TASK OBJECTIVE. The first line of the data below and every line after it, through the one with "one recognition session.", must be transcribed without change.
══ RECORDS TO USE
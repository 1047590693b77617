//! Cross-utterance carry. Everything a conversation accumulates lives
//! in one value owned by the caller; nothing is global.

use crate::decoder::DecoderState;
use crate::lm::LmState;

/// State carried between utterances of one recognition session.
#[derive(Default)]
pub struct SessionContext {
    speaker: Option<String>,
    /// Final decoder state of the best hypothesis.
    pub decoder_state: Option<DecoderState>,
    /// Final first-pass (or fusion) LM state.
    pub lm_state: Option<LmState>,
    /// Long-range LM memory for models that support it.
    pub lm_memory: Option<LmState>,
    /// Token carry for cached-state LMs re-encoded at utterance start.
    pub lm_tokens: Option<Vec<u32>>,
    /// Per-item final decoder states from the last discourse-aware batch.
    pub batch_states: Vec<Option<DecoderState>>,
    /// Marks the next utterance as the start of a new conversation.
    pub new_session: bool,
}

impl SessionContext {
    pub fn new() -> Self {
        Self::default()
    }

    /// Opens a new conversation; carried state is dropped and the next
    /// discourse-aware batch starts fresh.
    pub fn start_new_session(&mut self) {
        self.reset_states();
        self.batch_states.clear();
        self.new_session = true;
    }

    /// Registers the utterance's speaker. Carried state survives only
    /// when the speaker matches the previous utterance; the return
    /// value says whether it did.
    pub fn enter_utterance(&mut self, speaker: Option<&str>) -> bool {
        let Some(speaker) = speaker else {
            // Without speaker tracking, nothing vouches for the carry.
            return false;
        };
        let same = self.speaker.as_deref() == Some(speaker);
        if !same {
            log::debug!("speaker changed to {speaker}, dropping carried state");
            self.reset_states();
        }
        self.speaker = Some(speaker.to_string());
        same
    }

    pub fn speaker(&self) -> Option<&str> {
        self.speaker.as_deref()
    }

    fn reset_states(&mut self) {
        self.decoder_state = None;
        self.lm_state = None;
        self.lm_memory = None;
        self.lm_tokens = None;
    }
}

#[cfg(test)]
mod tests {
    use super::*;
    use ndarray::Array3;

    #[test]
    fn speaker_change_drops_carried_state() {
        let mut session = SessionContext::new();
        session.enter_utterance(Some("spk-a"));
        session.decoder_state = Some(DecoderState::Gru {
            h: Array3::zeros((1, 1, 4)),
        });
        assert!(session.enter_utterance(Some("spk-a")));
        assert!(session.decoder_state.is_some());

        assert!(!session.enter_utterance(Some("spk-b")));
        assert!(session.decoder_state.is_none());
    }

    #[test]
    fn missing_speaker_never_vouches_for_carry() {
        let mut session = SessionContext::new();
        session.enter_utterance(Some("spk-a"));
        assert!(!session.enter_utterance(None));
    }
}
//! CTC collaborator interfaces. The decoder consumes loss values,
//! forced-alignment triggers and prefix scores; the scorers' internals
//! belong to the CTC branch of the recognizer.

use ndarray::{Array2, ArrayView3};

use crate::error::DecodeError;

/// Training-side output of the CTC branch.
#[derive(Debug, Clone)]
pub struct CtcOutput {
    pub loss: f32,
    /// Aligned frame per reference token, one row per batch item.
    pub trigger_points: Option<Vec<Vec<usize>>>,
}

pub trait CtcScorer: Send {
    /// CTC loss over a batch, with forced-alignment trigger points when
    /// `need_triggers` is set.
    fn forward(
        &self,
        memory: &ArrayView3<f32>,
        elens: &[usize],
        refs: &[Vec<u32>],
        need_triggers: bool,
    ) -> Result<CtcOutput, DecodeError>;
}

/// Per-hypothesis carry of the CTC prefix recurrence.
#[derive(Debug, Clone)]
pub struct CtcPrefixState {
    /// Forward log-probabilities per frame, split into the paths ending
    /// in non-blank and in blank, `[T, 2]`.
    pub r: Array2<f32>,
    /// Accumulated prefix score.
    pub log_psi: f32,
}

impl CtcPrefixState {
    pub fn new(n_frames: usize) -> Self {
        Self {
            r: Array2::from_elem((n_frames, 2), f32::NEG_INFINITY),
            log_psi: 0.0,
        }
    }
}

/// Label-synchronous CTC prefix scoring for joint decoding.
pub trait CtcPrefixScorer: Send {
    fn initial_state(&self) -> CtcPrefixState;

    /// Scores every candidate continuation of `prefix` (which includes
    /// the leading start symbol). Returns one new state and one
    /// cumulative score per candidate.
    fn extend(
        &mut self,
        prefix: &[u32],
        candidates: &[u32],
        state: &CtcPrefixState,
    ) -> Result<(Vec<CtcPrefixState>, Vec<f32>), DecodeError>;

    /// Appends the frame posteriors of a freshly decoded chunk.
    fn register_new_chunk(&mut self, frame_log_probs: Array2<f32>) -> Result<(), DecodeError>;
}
════
RESPONSE.
repository 1047590693b77617
//! Cross-utterance carry. Everything a conversation accumulates lives
//! in one value owned by the caller; nothing is global.

use crate::decoder::DecoderState;
use crate::lm::LmState;

/// State carried between utterances of one recognition session.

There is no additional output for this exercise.